2. During the Engagement Term, the Company agrees to furnish or cause to be furnished to RCG all information concerning the Company as RCG reasonably requests and deems appropriate for purposes of providing the Financial Relations Services. The Company represents that all information, with respect to the Company, provided to RCG will be complete and correct in all material respects and will not contain any untrue statement of a material fact or omit to state a material fact necessary in order to make the statements therein not misleading in light of the circumstances under which such statements are made. Abaxis understands, that in rendering the Financial Relations Services required hereunder, RCG will be using and relying on publicly available information and the information furnished to RCG by Abaxis without independent verification thereof. RCG will treat as confidential any non-public information provided to it hereunder and will not disclose the same to third parties at any time unless required by applicable law. In the event disclosure has been or will be made by RCG, RCG will use its reasonable best efforts to cooperate as requested by the Company in minimizing any potential loss or injury to the Company as a consequence of any such necessary disclosure. In addition, RCG will use its reasonable best efforts to comply with all applicable state and Federal securities laws in the performance of this agreement.
3. During the Engagement Term, RCG and its employees, consultants and contractors will be generally available to Abaxis, Inc., in connection with its rendering of the Financial Relations Services.
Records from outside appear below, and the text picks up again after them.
use crate::PipelineError;
use lookout_camera::RetryPolicy;
use lookout_infer::{Detection, COCO_CLASS_NAMES};
use std::collections::BTreeSet;
use std::str::FromStr;
use std::time::Duration;

const DEFAULT_RETRY_BACKOFF: Duration = Duration::from_millis(50);

/// Which detections get drawn.
#[derive(Debug, Clone, PartialEq)]
pub struct DetectionConfig {
    pub target_classes: BTreeSet<String>,
    /// Extra threshold on top of the detector's own.
    pub confidence_threshold: f32,
}

impl Default for DetectionConfig {
    fn default() -> Self {
        Self {
            target_classes: BTreeSet::from(["person".to_string()]),
            confidence_threshold: 0.0,
        }
    }
}

impl DetectionConfig {
    pub fn selects(&self, detection: &Detection) -> bool {
        detection.confidence >= self.confidence_threshold
            && detection
                .class_name()
                .is_some_and(|name| self.target_classes.contains(name))
    }
}

/// What the hand stage does each frame.
#[derive(Debug, Clone, Copy, PartialEq, Eq)]
pub enum GestureMode {
    Off,
    /// Landmarks computed inline and drawn on the same frame.
    Sync,
    /// Landmarks and gestures computed on a worker thread, drawn on a later frame.
    Live,
}

impl FromStr for GestureMode {
    type Err = PipelineError;

    fn from_str(s: &str) -> Result<Self, Self::Err> {
        match s.trim().to_ascii_lowercase().as_str() {
            "off" => Ok(GestureMode::Off),
            "sync" => Ok(GestureMode::Sync),
            "live" => Ok(GestureMode::Live),
            other => Err(PipelineError::Config(format!(
                "unknown gesture mode '{other}' (expected off, sync or live)"
            ))),
        }
    }
}

#[derive(Debug, Clone, PartialEq)]
pub struct PipelineConfig {
    pub detection: DetectionConfig,
    pub gesture_mode: GestureMode,
    /// How many frames a gesture result stays drawable after the frame it was computed on.
    pub stale_after_frames: u64,
    pub retry: RetryPolicy,
    pub window_title: String,
    /// Stop after this many frames.
    pub max_frames: Option<u64>,
}

impl Default for PipelineConfig {
    fn default() -> Self {
        Self {
            detection: DetectionConfig::default(),
            gesture_mode: GestureMode::Sync,
            stale_after_frames: 5,
            retry: RetryPolicy::fail_fast(),
            window_title: "Webcam".to_string(),
            max_frames: None,
        }
    }
}

fn parse<T: FromStr>(key: &str, value: &str) -> Result<T, PipelineError>
where
    T::Err: std::fmt::Display,
{
    value
        .trim()
        .parse()
        .map_err(|e| PipelineError::Config(format!("{key}={value}: {e}")))
}

impl PipelineConfig {
    /// Reads `LOOKOUT_*` settings from the process environment.
    pub fn from_env() -> Result<Self, PipelineError> {
        Self::from_lookup(|key| std::env::var(key).ok())
    }

    /// Builds a config from `lookup`, falling back to defaults for unset keys.
    ///
    /// | key | value |
    /// |---|---|
    /// | `LOOKOUT_TARGET_CLASSES` | comma separated class names |
    /// | `LOOKOUT_CONFIDENCE` | 0.0 to 1.0 |
    /// | `LOOKOUT_GESTURE_MODE` | `off`, `sync` or `live` |
    /// | `LOOKOUT_STALE_FRAMES` | frames |
    /// | `LOOKOUT_CAPTURE_RETRIES` | consecutive transient capture errors to retry |
    /// | `LOOKOUT_RETRY_BACKOFF_MS` | first retry wait, doubled per retry |
    /// | `LOOKOUT_MAX_FRAMES` | frames |
    /// | `LOOKOUT_WINDOW_TITLE` | text |
    pub fn from_lookup(lookup: impl Fn(&str) -> Option<String>) -> Result<Self, PipelineError> {
        let mut config = Self::default();

        if let Some(value) = lookup("LOOKOUT_TARGET_CLASSES") {
            let mut classes = BTreeSet::new();
            for name in value.split(',').map(str::trim).filter(|name| !name.is_empty()) {
                if !COCO_CLASS_NAMES.contains(&name) {
                    return Err(PipelineError::Config(format!(
                        "LOOKOUT_TARGET_CLASSES: unknown class '{name}'"
                    )));
                }
                classes.insert(name.to_string());
            }
            config.detection.target_classes = classes;
        }

        if let Some(value) = lookup("LOOKOUT_CONFIDENCE") {
            let threshold: f32 = parse("LOOKOUT_CONFIDENCE", &value)?;
            if !(0.0..=1.0).contains(&threshold) {
                return Err(PipelineError::Config(format!(
                    "LOOKOUT_CONFIDENCE={value}: must be between 0 and 1"
                )));
            }
            config.detection.confidence_threshold = threshold;
        }

        if let Some(value) = lookup("LOOKOUT_GESTURE_MODE") {
            config.gesture_mode = value.parse()?;
        }

        if let Some(value) = lookup("LOOKOUT_STALE_FRAMES") {
            config.stale_after_frames = parse("LOOKOUT_STALE_FRAMES", &value)?;
        }

        let retries: Option<u32> = lookup("LOOKOUT_CAPTURE_RETRIES")
            .map(|v| parse("LOOKOUT_CAPTURE_RETRIES", &v))
            .transpose()?;
        let backoff: Option<u64> = lookup("LOOKOUT_RETRY_BACKOFF_MS")
            .map(|v| parse("LOOKOUT_RETRY_BACKOFF_MS", &v))
            .transpose()?;
        if let Some(retries) = retries.filter(|&r| r > 0) {
            let backoff = backoff.map(Duration::from_millis).unwrap_or(DEFAULT_RETRY_BACKOFF);
            config.retry = RetryPolicy::new(retries, backoff);
        }

        if let Some(value) = lookup("LOOKOUT_MAX_FRAMES") {
            config.max_frames = Some(parse("LOOKOUT_MAX_FRAMES", &value)?);
        }

        if let Some(value) = lookup("LOOKOUT_WINDOW_TITLE") {
            config.window_title = value;
        }

        Ok(config)
    }
}
use super::postprocess::postprocess;
use super::types::Detection;
use crate::letterbox::{letterbox, Layout};
use crate::{Backend, InferError, ModelSource, Session};
use lookout_base::Tensor;

const INPUT_SIZE: usize = 640;
const PAD_COLOR: f32 = 114.0 / 255.0;

/// Finds objects in a frame.
pub trait ObjectDetector {
    /// Detects objects in an HWC RGB frame. Boxes are in that frame's pixel coordinates.
    fn detect(&mut self, frame: &Tensor<u8>) -> Result<Vec<Detection>, InferError>;
}

/// YOLOv8/YOLO11 detector over an ONNX export with a `[1, 4 + C, N]` output.
///
/// Handles letterbox resize, model inference, confidence filtering, coordinate rescaling and
/// NMS. No class filtering happens here.
pub struct YoloDetector {
    session: Box<dyn Session + Send>,
    conf_threshold: f32,
    iou_threshold: f32,
    max_detections: usize,
}

impl YoloDetector {
    /// Loads the model with defaults conf=0.25, iou=0.7, max 300 detections.
    pub fn new(model: ModelSource, backend: &dyn Backend) -> Result<Self, InferError> {
        Ok(Self::from_session(backend.load_model(model)?))
    }

    pub fn from_session(session: Box<dyn Session + Send>) -> Self {
        Self {
            session,
            conf_threshold: 0.25,
            iou_threshold: 0.7,
            max_detections: 300,
        }
    }

    pub fn with_conf_threshold(mut self, threshold: f32) -> Self {
        self.conf_threshold = threshold;
        self
    }

    pub fn with_iou_threshold(mut self, threshold: f32) -> Self {
        self.iou_threshold = threshold;
        self
    }

    pub fn with_max_detections(mut self, max_detections: usize) -> Self {
        self.max_detections = max_detections;
        self
    }

    pub fn conf_threshold(&self) -> f32 {
        self.conf_threshold
    }

    pub fn iou_threshold(&self) -> f32 {
        self.iou_threshold
    }
}

impl ObjectDetector for YoloDetector {
    fn detect(&mut self, frame: &Tensor<u8>) -> Result<Vec<Detection>, InferError> {
        let (input, info) = letterbox(frame, INPUT_SIZE, PAD_COLOR, Layout::Nchw)?;
        let (height, width, _) = frame.hwc().unwrap_or_default();

        let input_name = self
            .session
            .input_names()
            .first()
            .ok_or_else(|| InferError::BackendError("model has no inputs".to_string()))?
            .clone();

        let outputs = self.session.run(&[(input_name.as_str(), input)])?;
        let (_, output) = outputs
            .first()
            .ok_or_else(|| InferError::BackendError("model produced no outputs".to_string()))?;

        postprocess(
            output,
            &info,
            width,
            height,
            self.conf_threshold,
            self.iou_threshold,
            self.max_detections,
        )
    }
}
Specifically, RCG (a) will assist the Company to identify and secure an underwriter for a future securities offering (b) will outline, develop and implement a financial relations program to assist the Company in creating and/or enhancing a positive and more visible public image, (c) may contact existing and future shareholders, broker/dealers, potential investors, registered representatives, institutions, mutual fund managers, investment banking sources, securities analysts, independent portfolio managers, and other professional investment community contacts including certain financial media sources for the purpose of enhancing the Company's public image and perceived value, (d) will assist the Company in the creation, production and distribution of certain financial markets and investor/shareholder corporate image materials, including corporate profiles, due diligence materials and investor packages, as well as all financial press releases; (e) assist the Company in its endeavor to secure research analyst coverage through a targeted securities professionals campaign and (f) otherwise perform the services described in the Financial Relations Services Attachment.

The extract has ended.